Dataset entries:
══════════
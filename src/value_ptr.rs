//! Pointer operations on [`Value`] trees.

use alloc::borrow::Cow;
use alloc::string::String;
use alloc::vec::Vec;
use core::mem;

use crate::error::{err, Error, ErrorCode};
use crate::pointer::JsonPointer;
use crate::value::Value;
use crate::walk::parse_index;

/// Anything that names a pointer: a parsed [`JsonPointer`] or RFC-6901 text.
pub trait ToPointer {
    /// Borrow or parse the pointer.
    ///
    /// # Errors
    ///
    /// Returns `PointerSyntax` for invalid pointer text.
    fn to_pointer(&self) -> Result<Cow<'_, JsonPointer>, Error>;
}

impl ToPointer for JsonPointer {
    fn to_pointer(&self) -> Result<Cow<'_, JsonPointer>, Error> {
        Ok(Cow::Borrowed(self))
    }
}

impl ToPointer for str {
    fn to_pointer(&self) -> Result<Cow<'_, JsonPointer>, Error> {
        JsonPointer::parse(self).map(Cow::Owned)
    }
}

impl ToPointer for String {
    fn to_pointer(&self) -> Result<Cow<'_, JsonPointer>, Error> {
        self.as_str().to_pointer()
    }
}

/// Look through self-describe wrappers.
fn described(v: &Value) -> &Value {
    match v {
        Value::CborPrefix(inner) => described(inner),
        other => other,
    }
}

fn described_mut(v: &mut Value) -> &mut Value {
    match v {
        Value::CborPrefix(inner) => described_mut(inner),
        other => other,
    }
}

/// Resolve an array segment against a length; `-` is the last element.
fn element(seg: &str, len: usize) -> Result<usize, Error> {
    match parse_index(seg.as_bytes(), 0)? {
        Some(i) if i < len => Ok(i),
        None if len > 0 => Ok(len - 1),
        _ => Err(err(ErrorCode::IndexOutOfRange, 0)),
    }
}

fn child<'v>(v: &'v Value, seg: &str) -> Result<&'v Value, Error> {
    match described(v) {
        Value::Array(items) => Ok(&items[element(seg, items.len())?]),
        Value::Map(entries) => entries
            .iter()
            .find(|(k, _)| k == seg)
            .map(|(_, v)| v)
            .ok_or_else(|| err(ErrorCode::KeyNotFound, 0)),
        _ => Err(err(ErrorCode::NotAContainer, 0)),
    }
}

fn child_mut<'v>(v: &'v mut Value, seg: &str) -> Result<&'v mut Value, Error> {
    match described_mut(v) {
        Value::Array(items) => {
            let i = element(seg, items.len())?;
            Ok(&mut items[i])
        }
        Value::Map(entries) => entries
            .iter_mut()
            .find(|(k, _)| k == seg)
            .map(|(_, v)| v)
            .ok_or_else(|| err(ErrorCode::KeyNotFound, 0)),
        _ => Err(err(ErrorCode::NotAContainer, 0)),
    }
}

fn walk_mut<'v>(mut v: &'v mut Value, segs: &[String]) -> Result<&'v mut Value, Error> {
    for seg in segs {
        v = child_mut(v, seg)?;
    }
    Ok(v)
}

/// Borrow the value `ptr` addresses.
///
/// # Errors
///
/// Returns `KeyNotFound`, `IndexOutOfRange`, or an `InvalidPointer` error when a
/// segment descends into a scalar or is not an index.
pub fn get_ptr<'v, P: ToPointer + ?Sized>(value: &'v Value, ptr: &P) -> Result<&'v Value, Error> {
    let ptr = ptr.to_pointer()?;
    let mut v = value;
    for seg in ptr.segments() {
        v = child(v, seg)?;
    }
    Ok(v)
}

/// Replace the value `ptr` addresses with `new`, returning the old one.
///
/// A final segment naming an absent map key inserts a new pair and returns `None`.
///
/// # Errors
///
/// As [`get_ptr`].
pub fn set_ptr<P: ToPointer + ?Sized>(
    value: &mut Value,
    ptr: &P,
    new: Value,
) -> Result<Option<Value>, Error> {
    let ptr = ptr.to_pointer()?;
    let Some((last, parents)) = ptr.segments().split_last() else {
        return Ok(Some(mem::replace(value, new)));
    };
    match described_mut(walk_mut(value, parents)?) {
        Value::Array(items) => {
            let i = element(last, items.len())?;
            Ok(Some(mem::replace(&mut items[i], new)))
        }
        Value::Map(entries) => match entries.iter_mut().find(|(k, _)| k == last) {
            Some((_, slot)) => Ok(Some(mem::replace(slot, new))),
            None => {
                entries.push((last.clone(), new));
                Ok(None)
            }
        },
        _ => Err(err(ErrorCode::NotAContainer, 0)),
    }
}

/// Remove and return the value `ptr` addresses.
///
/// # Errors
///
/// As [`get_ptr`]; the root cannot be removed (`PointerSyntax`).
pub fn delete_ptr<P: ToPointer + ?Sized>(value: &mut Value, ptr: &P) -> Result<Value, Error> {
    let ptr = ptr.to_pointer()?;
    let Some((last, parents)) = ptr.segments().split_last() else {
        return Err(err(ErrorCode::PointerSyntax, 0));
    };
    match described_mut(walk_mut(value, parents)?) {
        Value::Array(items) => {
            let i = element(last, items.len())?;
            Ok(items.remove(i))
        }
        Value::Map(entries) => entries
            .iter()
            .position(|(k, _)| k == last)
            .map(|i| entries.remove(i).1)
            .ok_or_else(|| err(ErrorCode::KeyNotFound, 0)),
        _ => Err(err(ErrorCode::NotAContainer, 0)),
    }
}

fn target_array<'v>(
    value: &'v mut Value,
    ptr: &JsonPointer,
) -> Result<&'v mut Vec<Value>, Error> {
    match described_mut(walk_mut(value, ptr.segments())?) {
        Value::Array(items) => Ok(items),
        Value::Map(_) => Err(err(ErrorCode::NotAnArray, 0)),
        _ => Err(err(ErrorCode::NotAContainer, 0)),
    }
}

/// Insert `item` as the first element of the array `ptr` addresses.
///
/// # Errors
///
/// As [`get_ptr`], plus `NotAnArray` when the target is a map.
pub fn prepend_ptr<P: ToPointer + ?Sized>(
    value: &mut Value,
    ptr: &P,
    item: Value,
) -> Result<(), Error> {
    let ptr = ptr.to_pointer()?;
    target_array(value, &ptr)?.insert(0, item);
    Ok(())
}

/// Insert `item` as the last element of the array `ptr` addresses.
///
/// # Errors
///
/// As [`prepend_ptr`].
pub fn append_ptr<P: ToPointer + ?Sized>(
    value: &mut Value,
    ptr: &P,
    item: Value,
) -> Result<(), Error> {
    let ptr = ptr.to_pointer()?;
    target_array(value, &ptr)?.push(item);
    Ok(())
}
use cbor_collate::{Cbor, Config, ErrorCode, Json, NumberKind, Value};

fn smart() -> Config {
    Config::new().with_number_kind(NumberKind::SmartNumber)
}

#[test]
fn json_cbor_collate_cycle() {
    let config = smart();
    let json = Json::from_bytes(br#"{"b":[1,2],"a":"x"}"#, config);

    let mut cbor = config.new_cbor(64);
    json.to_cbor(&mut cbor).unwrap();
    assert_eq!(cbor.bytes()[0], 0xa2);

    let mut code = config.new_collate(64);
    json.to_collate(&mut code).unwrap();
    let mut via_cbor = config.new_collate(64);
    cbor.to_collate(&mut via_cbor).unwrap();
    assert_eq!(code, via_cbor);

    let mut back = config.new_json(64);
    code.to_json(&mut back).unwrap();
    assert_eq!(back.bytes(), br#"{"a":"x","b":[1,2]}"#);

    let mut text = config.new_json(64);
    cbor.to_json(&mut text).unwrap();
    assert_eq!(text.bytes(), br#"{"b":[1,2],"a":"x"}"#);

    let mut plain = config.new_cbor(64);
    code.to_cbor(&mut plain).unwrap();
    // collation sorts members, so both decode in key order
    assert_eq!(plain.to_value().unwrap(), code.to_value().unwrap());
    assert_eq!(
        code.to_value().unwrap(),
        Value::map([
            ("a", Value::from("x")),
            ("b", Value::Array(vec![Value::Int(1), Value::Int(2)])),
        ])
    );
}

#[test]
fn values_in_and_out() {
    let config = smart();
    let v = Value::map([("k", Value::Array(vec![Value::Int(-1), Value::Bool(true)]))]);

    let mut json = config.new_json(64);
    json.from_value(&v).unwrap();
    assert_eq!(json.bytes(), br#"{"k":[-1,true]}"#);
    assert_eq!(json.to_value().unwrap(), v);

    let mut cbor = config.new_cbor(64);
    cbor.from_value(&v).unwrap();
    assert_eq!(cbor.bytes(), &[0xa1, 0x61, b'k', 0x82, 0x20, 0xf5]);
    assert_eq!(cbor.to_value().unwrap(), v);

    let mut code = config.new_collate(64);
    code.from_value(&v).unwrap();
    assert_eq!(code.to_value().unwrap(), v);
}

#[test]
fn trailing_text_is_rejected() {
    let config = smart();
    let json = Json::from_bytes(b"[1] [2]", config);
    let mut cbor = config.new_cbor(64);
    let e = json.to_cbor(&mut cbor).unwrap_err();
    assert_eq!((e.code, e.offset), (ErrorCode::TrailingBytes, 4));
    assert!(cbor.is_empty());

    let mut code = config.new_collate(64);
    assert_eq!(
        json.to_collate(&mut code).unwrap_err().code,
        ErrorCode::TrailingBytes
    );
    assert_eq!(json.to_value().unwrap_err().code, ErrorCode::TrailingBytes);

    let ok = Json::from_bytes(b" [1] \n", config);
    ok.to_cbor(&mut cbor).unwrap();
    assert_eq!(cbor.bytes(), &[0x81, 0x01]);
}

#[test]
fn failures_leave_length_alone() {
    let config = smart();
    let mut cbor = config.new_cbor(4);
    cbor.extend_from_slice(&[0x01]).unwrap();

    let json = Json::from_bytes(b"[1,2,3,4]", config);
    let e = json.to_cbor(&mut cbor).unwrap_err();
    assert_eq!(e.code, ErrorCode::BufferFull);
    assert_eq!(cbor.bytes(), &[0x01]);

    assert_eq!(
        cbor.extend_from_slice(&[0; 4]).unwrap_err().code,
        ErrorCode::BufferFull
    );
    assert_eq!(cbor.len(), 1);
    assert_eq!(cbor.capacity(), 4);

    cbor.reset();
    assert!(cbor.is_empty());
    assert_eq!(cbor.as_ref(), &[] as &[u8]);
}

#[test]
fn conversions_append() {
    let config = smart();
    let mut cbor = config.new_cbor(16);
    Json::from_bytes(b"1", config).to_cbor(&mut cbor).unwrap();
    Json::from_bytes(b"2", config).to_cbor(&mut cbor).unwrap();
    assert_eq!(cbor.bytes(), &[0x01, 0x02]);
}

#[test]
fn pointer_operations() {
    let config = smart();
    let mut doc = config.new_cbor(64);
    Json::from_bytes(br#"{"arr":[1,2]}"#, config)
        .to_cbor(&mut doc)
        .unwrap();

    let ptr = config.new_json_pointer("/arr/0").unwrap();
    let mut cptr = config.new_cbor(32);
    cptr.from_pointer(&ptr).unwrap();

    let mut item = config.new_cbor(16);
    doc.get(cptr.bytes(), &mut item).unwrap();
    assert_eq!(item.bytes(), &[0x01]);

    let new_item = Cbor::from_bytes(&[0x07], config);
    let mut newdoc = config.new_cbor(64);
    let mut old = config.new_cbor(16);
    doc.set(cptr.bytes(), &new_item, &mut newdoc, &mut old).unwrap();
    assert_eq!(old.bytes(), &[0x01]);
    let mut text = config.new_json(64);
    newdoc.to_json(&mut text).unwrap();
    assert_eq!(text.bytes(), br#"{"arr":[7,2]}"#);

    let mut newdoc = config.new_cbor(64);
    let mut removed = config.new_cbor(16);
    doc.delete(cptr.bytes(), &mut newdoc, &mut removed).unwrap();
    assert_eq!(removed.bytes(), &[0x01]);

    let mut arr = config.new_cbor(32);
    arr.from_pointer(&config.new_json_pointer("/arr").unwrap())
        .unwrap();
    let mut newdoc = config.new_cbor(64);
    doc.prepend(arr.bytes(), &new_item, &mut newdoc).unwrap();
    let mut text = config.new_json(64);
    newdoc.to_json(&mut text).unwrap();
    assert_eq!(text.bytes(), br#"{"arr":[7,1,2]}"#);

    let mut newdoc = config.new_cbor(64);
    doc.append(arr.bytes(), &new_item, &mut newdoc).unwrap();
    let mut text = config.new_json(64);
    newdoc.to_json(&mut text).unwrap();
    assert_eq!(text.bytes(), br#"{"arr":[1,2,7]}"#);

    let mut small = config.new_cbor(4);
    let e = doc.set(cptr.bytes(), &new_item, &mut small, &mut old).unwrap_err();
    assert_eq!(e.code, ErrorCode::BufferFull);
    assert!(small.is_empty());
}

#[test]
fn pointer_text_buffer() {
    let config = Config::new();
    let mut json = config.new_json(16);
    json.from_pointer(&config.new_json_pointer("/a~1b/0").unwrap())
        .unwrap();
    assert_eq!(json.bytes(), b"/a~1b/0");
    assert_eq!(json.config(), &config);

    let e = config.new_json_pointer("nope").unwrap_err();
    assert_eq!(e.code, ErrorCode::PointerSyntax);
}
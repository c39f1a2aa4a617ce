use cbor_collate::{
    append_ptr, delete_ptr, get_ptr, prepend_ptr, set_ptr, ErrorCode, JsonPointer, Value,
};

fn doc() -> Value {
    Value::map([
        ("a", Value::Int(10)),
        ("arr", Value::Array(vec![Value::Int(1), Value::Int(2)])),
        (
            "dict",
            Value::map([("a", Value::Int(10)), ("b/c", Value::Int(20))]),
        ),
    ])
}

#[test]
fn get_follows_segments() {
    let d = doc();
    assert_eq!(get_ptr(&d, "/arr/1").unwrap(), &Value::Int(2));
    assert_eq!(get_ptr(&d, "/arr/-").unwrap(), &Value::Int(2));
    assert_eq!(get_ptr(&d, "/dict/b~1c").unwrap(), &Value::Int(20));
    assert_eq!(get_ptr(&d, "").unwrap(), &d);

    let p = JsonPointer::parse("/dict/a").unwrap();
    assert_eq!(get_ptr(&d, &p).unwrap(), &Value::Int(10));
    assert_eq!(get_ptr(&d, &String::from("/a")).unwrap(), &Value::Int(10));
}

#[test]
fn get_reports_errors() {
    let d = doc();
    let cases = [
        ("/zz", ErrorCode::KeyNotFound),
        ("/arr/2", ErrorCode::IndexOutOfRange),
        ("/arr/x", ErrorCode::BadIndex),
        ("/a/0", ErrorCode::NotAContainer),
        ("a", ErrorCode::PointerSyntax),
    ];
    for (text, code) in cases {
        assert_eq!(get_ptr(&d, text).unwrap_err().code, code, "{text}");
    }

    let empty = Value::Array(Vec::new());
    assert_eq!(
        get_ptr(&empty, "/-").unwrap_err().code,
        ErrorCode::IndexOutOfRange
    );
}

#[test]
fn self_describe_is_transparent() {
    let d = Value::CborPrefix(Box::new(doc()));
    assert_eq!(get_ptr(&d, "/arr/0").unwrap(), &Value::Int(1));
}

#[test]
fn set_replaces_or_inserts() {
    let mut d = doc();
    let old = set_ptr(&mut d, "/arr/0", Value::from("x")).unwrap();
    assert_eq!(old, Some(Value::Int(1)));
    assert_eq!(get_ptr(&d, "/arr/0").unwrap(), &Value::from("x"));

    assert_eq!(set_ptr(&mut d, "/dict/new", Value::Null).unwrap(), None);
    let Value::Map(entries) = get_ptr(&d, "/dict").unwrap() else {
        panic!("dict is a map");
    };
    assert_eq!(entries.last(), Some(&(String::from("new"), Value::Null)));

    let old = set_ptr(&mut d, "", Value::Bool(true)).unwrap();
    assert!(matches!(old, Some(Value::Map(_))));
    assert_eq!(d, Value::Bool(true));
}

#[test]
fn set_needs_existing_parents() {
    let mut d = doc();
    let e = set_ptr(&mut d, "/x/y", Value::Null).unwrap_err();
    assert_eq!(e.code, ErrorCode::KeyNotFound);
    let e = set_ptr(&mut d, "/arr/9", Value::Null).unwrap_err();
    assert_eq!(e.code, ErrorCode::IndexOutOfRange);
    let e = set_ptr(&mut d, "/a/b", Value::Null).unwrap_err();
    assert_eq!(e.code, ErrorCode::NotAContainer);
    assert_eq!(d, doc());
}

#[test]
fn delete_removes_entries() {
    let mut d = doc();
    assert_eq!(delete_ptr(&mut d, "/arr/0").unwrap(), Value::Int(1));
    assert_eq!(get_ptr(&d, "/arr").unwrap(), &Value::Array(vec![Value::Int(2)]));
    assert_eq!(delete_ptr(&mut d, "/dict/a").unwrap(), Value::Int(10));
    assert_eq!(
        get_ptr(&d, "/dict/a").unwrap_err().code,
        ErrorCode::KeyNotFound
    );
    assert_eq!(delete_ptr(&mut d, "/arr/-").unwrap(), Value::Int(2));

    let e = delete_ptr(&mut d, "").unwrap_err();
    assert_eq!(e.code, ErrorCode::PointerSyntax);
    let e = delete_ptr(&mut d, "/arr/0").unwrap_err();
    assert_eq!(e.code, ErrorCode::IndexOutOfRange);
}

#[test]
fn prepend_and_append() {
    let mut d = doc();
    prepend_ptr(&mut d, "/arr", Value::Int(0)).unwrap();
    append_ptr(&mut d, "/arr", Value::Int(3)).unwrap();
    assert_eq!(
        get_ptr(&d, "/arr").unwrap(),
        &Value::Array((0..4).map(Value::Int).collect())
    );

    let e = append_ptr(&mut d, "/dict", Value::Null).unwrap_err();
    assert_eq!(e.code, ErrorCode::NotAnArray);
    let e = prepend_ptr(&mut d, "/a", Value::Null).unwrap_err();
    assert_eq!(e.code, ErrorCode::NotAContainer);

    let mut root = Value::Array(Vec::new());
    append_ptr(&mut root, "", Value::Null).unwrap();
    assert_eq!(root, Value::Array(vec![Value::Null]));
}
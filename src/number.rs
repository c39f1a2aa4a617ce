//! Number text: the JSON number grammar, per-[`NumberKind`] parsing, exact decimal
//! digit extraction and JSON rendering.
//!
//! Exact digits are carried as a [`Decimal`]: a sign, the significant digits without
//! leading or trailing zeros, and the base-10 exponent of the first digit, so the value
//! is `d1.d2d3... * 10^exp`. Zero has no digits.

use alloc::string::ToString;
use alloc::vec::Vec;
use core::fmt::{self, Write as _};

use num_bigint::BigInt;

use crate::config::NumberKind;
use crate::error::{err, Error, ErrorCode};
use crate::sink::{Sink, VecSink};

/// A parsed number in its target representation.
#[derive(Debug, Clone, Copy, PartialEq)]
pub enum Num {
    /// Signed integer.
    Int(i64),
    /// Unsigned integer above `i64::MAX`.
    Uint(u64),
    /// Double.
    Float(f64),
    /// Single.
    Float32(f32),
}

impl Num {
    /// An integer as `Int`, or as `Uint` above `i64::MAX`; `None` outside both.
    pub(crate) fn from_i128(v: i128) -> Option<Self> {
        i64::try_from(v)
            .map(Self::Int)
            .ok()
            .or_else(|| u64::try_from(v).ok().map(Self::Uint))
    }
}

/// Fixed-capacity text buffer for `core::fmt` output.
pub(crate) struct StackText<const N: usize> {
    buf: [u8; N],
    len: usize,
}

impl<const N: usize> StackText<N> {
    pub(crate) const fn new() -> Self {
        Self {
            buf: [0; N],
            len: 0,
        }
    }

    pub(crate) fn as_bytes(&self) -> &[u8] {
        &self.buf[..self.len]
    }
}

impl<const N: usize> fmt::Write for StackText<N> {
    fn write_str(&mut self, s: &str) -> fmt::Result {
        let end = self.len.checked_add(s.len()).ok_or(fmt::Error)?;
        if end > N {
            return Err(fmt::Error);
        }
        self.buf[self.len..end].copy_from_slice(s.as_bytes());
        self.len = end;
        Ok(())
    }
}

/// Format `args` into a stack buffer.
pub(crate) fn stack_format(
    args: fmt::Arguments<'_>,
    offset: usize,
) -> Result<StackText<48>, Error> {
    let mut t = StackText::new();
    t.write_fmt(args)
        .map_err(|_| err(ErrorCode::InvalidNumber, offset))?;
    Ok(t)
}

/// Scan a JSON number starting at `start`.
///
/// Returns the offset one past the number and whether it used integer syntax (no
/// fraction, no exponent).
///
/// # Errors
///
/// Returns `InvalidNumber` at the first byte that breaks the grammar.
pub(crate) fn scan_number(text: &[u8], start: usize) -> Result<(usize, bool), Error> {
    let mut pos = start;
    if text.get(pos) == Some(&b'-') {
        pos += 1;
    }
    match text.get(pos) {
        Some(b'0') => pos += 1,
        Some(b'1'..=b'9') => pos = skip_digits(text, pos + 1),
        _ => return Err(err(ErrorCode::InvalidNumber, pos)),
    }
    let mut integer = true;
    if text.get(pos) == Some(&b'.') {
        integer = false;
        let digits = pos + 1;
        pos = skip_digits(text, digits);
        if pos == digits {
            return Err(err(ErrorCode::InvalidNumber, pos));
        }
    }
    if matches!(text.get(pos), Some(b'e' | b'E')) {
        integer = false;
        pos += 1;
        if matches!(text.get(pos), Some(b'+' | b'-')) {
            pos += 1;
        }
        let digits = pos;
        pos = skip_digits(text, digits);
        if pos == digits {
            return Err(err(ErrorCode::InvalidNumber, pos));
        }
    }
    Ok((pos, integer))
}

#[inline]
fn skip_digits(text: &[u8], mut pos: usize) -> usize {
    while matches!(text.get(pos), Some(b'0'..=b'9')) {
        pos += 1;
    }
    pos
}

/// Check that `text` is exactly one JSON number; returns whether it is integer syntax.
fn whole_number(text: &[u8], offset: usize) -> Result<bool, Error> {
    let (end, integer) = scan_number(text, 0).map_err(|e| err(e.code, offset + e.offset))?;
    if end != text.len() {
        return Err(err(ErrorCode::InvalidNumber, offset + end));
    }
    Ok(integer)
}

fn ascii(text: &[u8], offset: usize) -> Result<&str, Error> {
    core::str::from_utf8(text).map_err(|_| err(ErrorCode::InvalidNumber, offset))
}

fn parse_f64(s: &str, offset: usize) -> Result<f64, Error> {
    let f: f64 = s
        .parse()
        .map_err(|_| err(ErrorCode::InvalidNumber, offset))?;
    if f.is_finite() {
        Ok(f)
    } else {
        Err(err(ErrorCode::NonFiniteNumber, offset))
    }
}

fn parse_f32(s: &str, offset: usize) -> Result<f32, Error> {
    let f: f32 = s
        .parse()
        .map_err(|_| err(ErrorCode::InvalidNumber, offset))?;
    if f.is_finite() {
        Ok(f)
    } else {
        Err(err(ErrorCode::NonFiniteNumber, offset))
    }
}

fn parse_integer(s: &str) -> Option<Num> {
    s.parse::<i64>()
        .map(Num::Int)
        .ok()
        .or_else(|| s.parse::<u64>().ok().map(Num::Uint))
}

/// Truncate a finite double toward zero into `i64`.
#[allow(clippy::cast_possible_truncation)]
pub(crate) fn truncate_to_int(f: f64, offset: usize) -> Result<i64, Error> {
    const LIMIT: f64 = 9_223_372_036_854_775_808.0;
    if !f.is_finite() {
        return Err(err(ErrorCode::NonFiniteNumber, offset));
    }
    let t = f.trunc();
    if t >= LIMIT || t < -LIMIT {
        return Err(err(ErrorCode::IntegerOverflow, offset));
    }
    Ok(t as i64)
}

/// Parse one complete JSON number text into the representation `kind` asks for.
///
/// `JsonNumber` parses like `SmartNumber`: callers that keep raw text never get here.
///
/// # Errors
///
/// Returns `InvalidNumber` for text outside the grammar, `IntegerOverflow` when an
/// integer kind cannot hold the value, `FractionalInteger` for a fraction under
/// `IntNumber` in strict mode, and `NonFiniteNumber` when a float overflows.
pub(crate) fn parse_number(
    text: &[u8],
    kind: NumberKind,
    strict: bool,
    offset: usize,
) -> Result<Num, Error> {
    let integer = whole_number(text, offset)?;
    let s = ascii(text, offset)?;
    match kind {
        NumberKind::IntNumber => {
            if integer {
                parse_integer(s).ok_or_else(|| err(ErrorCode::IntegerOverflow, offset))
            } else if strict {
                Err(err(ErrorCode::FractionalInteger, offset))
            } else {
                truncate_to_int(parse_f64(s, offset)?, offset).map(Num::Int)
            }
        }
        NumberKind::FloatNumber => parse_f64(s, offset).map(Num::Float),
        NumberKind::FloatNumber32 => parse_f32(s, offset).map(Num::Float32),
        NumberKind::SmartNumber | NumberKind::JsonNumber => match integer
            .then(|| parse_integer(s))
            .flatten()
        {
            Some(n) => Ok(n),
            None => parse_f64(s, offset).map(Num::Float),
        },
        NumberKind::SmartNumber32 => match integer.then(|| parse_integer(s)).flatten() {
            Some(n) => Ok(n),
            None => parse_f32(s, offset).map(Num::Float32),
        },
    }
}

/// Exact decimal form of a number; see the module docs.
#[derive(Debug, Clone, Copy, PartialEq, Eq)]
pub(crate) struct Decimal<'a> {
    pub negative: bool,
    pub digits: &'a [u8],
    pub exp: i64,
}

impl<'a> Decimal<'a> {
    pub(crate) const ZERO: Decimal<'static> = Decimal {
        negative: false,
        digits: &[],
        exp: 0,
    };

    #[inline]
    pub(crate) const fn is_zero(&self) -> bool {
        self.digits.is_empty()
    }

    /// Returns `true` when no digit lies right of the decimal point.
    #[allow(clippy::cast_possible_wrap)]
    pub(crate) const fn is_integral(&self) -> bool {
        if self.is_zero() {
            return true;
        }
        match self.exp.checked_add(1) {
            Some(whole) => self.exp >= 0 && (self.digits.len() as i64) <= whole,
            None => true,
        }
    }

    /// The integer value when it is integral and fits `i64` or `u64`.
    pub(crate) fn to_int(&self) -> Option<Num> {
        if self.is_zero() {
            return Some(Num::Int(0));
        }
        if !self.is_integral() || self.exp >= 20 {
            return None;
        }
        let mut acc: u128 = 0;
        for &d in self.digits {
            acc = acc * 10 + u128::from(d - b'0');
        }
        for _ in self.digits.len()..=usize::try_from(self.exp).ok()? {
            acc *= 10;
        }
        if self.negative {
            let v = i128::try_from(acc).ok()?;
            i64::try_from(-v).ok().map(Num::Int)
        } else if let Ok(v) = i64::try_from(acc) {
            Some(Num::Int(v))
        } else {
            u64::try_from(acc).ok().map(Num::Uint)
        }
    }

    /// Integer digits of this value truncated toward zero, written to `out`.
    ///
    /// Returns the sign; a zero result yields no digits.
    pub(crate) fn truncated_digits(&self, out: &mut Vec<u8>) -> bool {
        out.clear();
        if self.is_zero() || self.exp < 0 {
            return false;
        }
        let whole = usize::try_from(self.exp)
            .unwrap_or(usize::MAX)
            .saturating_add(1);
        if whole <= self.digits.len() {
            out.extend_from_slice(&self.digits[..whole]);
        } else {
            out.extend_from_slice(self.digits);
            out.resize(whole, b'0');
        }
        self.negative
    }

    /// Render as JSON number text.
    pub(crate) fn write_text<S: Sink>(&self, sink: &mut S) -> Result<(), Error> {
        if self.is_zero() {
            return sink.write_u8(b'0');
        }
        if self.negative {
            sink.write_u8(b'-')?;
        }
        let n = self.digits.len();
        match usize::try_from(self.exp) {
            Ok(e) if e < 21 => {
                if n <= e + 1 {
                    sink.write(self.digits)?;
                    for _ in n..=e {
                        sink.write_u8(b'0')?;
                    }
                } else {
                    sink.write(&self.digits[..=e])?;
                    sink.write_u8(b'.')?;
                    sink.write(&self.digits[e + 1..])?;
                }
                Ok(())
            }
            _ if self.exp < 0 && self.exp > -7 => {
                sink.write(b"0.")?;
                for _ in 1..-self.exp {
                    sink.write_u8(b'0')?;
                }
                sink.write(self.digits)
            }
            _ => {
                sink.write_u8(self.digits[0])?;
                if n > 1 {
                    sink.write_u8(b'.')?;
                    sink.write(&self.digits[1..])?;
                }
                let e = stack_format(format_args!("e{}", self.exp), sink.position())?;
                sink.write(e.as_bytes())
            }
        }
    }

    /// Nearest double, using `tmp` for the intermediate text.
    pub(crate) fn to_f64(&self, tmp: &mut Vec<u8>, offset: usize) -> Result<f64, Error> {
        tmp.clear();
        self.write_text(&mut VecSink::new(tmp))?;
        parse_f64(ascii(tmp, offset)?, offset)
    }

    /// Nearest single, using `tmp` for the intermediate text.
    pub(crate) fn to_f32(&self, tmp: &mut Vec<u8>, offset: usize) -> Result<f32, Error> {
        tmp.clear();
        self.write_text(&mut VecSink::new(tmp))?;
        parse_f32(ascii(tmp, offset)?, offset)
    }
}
══════════
**Exercise instructions:** Scan the data above and copy every line with "IntNumber" in it.

**Exercise answer:**
/// `IntNumber` in strict mode, and `NonFiniteNumber` when a float overflows.
        NumberKind::IntNumber => {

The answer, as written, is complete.